Belasque explicou que os problemas envolvendo a cadeia de Marialva se arrastam desde agosto de 2007, quando a Justiça interditou a carceragem por causa de danos na estrutura do prédio, uma sala comercial transformada em cela. Os presos foram transferidos para Maringá mas foram mandados de volta recentemente. ''Eles ficam numa cela que não tem banheiro, água nem ventilação. A PM tira um por um às 8 horas para fazer as necessidades, eles voltam para a cela e só saem de novo no outro dia'', criticou o advogado.

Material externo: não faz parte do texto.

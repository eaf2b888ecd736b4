use super::ConnectParams;
#[cfg(feature = "process-mux")]
use super::{process_impl, Error};

use secrecy::SecretString;

use std::borrow::Cow;
use std::path::{Path, PathBuf};
use std::time::Duration;

/// Build an OpenSSH session with options.
#[derive(Debug, Clone)]
pub struct SessionBuilder {
    pub(crate) user: Option<String>,
    pub(crate) port: Option<String>,
    pub(crate) keyfiles: Vec<PathBuf>,
    pub(crate) connect_timeout: Option<String>,
    pub(crate) server_alive_interval: Option<u64>,
    pub(crate) known_hosts_check: KnownHosts,
    pub(crate) control_dir: Option<PathBuf>,
    pub(crate) config_file: Option<PathBuf>,
    pub(crate) host_key_alias: Option<String>,
    pub(crate) password: Option<SecretString>,
}

impl Default for SessionBuilder {
    fn default() -> Self {
        Self {
            user: None,
            port: None,
            keyfiles: Vec::new(),
            connect_timeout: None,
            server_alive_interval: None,
            known_hosts_check: KnownHosts::Add,
            control_dir: None,
            config_file: None,
            host_key_alias: None,
            password: None,
        }
    }
}

impl SessionBuilder {
    /// Set the ssh user (`ssh -l`).
    ///
    /// Defaults to `None`.
    pub fn user(&mut self, user: String) -> &mut Self {
        self.user = Some(user);
        self
    }

    /// Set the port to connect on (`ssh -p`).
    ///
    /// Defaults to `None`.
    pub fn port(&mut self, port: u16) -> &mut Self {
        self.port = Some(format!("{}", port));
        self
    }

    /// Add a keyfile to offer (`ssh -i`). May be called more than once.
    ///
    /// Once any keyfile is given, _only_ the given keyfiles are offered.
    pub fn keyfile(&mut self, p: impl AsRef<Path>) -> &mut Self {
        self.keyfiles.push(p.as_ref().to_path_buf());
        self
    }

    /// See [`KnownHosts`].
    ///
    /// Default `KnownHosts::Add`.
    pub fn known_hosts_check(&mut self, k: KnownHosts) -> &mut Self {
        self.known_hosts_check = k;
        self
    }

    /// Set the connection timeout (`ssh -o ConnectTimeout`).
    ///
    /// This value is specified in seconds. Any sub-second duration remainder will be ignored.
    /// Defaults to `None`.
    pub fn connect_timeout(&mut self, d: Duration) -> &mut Self {
        self.connect_timeout = Some(d.as_secs().to_string());
        self
    }

    /// Set the timeout interval after which if no data has been received from the server, ssh
    /// will request a response from the server (`ssh -o ServerAliveInterval`).
    ///
    /// Defaults to `None`.
    pub fn server_alive_interval(&mut self, d: Duration) -> &mut Self {
        self.server_alive_interval = Some(d.as_secs());
        self
    }

    /// Set the directory in which the temporary directory containing the control socket will
    /// be created.
    ///
    /// If not set, the system temporary directory is used.
    pub fn control_directory(&mut self, p: impl AsRef<Path>) -> &mut Self {
        self.control_dir = Some(p.as_ref().to_path_buf());
        self
    }

    /// Set an alternative per-user configuration file (`ssh -F`).
    ///
    /// Defaults to `None`.
    pub fn config_file(&mut self, p: impl AsRef<Path>) -> &mut Self {
        self.config_file = Some(p.as_ref().to_path_buf());
        self
    }

    /// Check the host key against `alias` instead of the destination (`ssh -o HostKeyAlias`).
    ///
    /// Needed when the destination is a forwarded port on `127.0.0.1`.
    pub fn host_key_alias(&mut self, alias: impl Into<String>) -> &mut Self {
        self.host_key_alias = Some(alias.into());
        self
    }

    /// Answer ssh's password prompt with `password`.
    ///
    /// The password is handed to ssh through a private askpass helper, never on the command
    /// line.
    pub fn password(&mut self, password: SecretString) -> &mut Self {
        self.password = Some(password);
        self
    }

    /// Copy the per-connection settings of `params` over this builder.
    pub(crate) fn apply(&mut self, params: &ConnectParams) -> &mut Self {
        if let Some(ref user) = params.user {
            self.user(user.clone());
        }
        if let Some(port) = params.port {
            self.port(port);
        }
        for key in &params.keys {
            self.keyfile(key);
        }
        if let Some(timeout) = params.connect_timeout {
            self.connect_timeout(timeout);
        }
        if let Some(ref alias) = params.host_key_alias {
            self.host_key_alias(alias.clone());
        }
        self.known_hosts_check = params.known_hosts;
        self.password = params.password.clone();
        self
    }

    /// Connect to the host at the given `destination` over SSH.
    ///
    /// The format of `destination` is the same as the `destination` argument to `ssh`. It may be
    /// specified as either `[user@]hostname` or a URI of the form `ssh://[user@]hostname[:port]`.
    /// A username or port that is specified in the connection string overrides the one set in the
    /// builder (but does not change the builder).
    #[cfg(feature = "process-mux")]
    #[cfg_attr(docsrs, doc(cfg(feature = "process-mux")))]
    pub async fn connect<S: AsRef<str>>(
        &self,
        destination: S,
    ) -> Result<process_impl::Session, Error> {
        let (builder, destination) = self.resolve(destination.as_ref());
        process_impl::builder::just_connect(&builder, destination).await
    }

    pub(crate) fn resolve<'a, 'b>(&'a self, mut destination: &'b str) -> (Cow<'a, Self>, &'b str) {
        // the ssh://user@host:port form is not understood by every ssh, so it is always
        // translated into options.
        let mut user = None;
        let mut port = None;
        if let Some(rest) = destination.strip_prefix("ssh://") {
            destination = rest;
            if let Some((u, rest)) = destination.split_once('@') {
                user = Some(u);
                destination = rest;
            }
            if let Some((host, p)) = destination.rsplit_once(':') {
                if let Ok(p) = p.parse() {
                    port = Some(p);
                    destination = host;
                }
            }
        }

        if user.is_none() && port.is_none() {
            return (Cow::Borrowed(self), destination);
        }

        let mut with_overrides = self.clone();
        if let Some(user) = user {
            with_overrides.user(user.to_owned());
        }
        if let Some(port) = port {
            with_overrides.port(port);
        }
        (Cow::Owned(with_overrides), destination)
    }
}

/// Specifies how the host's key fingerprint should be handled.
#[derive(Debug, Clone, Copy, PartialEq, Eq)]
pub enum KnownHosts {
    /// The host's fingerprint must match what is in the known hosts file.
    ///
    /// If the host is not in the known hosts file, the connection is rejected.
    ///
    /// This corresponds to `ssh -o StrictHostKeyChecking=yes`.
    Strict,
    /// Strict, but if the host is not already in the known hosts file, it will be added.
    ///
    /// This corresponds to `ssh -o StrictHostKeyChecking=accept-new`.
    Add,
    /// Accept whatever key the server provides.
    ///
    /// This corresponds to `ssh -o StrictHostKeyChecking=no`, plus a throwaway known hosts
    /// file so that a changed key does not abort the connection.
    Accept,
}

impl KnownHosts {
    pub(crate) fn as_option(&self) -> &'static str {
        match *self {
            KnownHosts::Strict => "StrictHostKeyChecking=yes",
            KnownHosts::Add => "StrictHostKeyChecking=accept-new",
            KnownHosts::Accept => "StrictHostKeyChecking=no",
        }
    }
}

/// Private keys found under `~/.ssh` with the usual OpenSSH names.
pub fn default_keys() -> Vec<PathBuf> {
    let dir = match dirs::home_dir() {
        Some(home) => home.join(".ssh"),
        None => return Vec::new(),
    };
    ["id_ed25519", "id_ecdsa", "id_rsa", "id_dsa"]
        .iter()
        .map(|name| dir.join(name))
        .filter(|p| p.is_file())
        .collect()
}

Mas em condição pior ainda estava uma mulher presa há cinco dias por tráfico. Ela teve um dos pés acorrentados à porta da cela pelo lado de fora e dormia sobre um pano. Por pressão da OAB, foi transferida ontem a noite para Astorga.

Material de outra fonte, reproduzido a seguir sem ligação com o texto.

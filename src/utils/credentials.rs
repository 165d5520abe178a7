use std::sync::LazyLock;

use base64::Engine as _;
use base64::engine::general_purpose::URL_SAFE_NO_PAD;
use rand::RngCore;
use regex::Regex;

static EMAIL_REGEX: LazyLock<Regex> = LazyLock::new(|| {
    Regex::new(r"^[a-zA-Z0-9._%+-]+@[a-zA-Z0-9.-]+\.[a-zA-Z]{2,}$")
        .expect("email regex is valid")
});

/// Syntactic email check: `local@domain` with a dot in the domain and a
/// TLD of at least two letters. No deliverability check.
pub fn is_email_valid(email: &str) -> bool {
    EMAIL_REGEX.is_match(email)
}

/// Derives an initial password from the first two whitespace-separated name
/// tokens: their initials, a dash, then 8 random URL-safe base64 characters
/// (e.g. `AL-xK3p9Qz1`).
///
/// Returns `None` when the full name has fewer than two tokens; callers
/// treat that as a validation failure of the name, not an internal error.
pub fn generate_initial_password(fullname: &str) -> Option<String> {
    let mut tokens = fullname.split_whitespace();
    let first = tokens.next()?.chars().next()?;
    let second = tokens.next()?.chars().next()?;

    let mut bytes = [0u8; 6];
    rand::thread_rng().fill_bytes(&mut bytes);
    let suffix = URL_SAFE_NO_PAD.encode(bytes);

    Some(format!("{first}{second}-{suffix}"))
}
//! In-process document store.
//!
//! Collections live in a `RwLock`-guarded map and documents are matched by
//! field equality, exactly as the [`Store`] contract describes. This backend
//! serves the default binary and the integration tests; a deployment that
//! needs durability plugs a real document-store client behind the same
//! trait.

use std::collections::HashMap;

use async_trait::async_trait;
use parking_lot::RwLock;
use serde_json::Value;
use uuid::Uuid;

use super::{
    DeleteResult, Document, Filter, InsertResult, Store, StoreError, UpdateResult,
};

#[derive(Default)]
pub struct MemoryStore {
    collections: RwLock<HashMap<String, Vec<Document>>>,
}

impl MemoryStore {
    pub fn new() -> Self {
        Self::default()
    }
}

fn matches(doc: &Document, filter: &Filter) -> bool {
    filter.iter().all(|(key, value)| doc.get(key) == Some(value))
}

fn ensure_id(doc: &mut Document) -> String {
    match doc.get("id").and_then(Value::as_str) {
        Some(id) => id.to_string(),
        None => {
            let id = Uuid::new_v4().to_string();
            doc.insert("id".to_string(), Value::String(id.clone()));
            id
        }
    }
}

#[async_trait]
impl Store for MemoryStore {
    async fn find_one(
        &self,
        collection: &str,
        filter: &Filter,
    ) -> Result<Option<Document>, StoreError> {
        let collections = self.collections.read();
        Ok(collections
            .get(collection)
            .and_then(|docs| docs.iter().find(|doc| matches(doc, filter)).cloned()))
    }

    async fn find(
        &self,
        collection: &str,
        filter: &Filter,
        limit: usize,
    ) -> Result<Vec<Document>, StoreError> {
        let collections = self.collections.read();
        Ok(collections
            .get(collection)
            .map(|docs| {
                docs.iter()
                    .filter(|doc| matches(doc, filter))
                    .take(limit)
                    .cloned()
                    .collect()
            })
            .unwrap_or_default())
    }

    async fn insert_one(
        &self,
        collection: &str,
        doc: Document,
    ) -> Result<InsertResult, StoreError> {
        self.insert_many(collection, vec![doc]).await
    }

    async fn insert_many(
        &self,
        collection: &str,
        docs: Vec<Document>,
    ) -> Result<InsertResult, StoreError> {
        let mut collections = self.collections.write();
        let stored = collections.entry(collection.to_string()).or_default();
        let mut inserted_ids = Vec::with_capacity(docs.len());
        for mut doc in docs {
            inserted_ids.push(ensure_id(&mut doc));
            stored.push(doc);
        }
        Ok(InsertResult {
            acknowledged: true,
            inserted_ids,
        })
    }

    async fn update_one(
        &self,
        collection: &str,
        filter: &Filter,
        patch: Document,
    ) -> Result<UpdateResult, StoreError> {
        let mut collections = self.collections.write();
        let matched = collections
            .get_mut(collection)
            .and_then(|docs| docs.iter_mut().find(|doc| matches(doc, filter)));

        match matched {
            Some(doc) => {
                for (key, value) in patch {
                    doc.insert(key, value);
                }
                Ok(UpdateResult {
                    acknowledged: true,
                    matched: 1,
                })
            }
            None => Ok(UpdateResult {
                acknowledged: true,
                matched: 0,
            }),
        }
    }

    async fn delete_one(
        &self,
        collection: &str,
        filter: &Filter,
    ) -> Result<DeleteResult, StoreError> {
        let mut collections = self.collections.write();
        let deleted = collections
            .get_mut(collection)
            .and_then(|docs| {
                docs.iter()
                    .position(|doc| matches(doc, filter))
                    .map(|index| docs.remove(index))
            })
            .is_some();

        Ok(DeleteResult {
            acknowledged: true,
            deleted: u64::from(deleted),
        })
    }
}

Belaque disse que o Ministério Público ingressou com uma ação civil pública pedindo a remoção dos presos em 60 dias e prazo de seis meses para a reforma. A Justiça concedeu liminar há 20 dias mas o governador Roberto Requião ainda não foi oficiado.
A FOLHA não conseguiu falar com a Polícia Civil nem com os representantes do Ministério Público e da Justiça ontem a noite.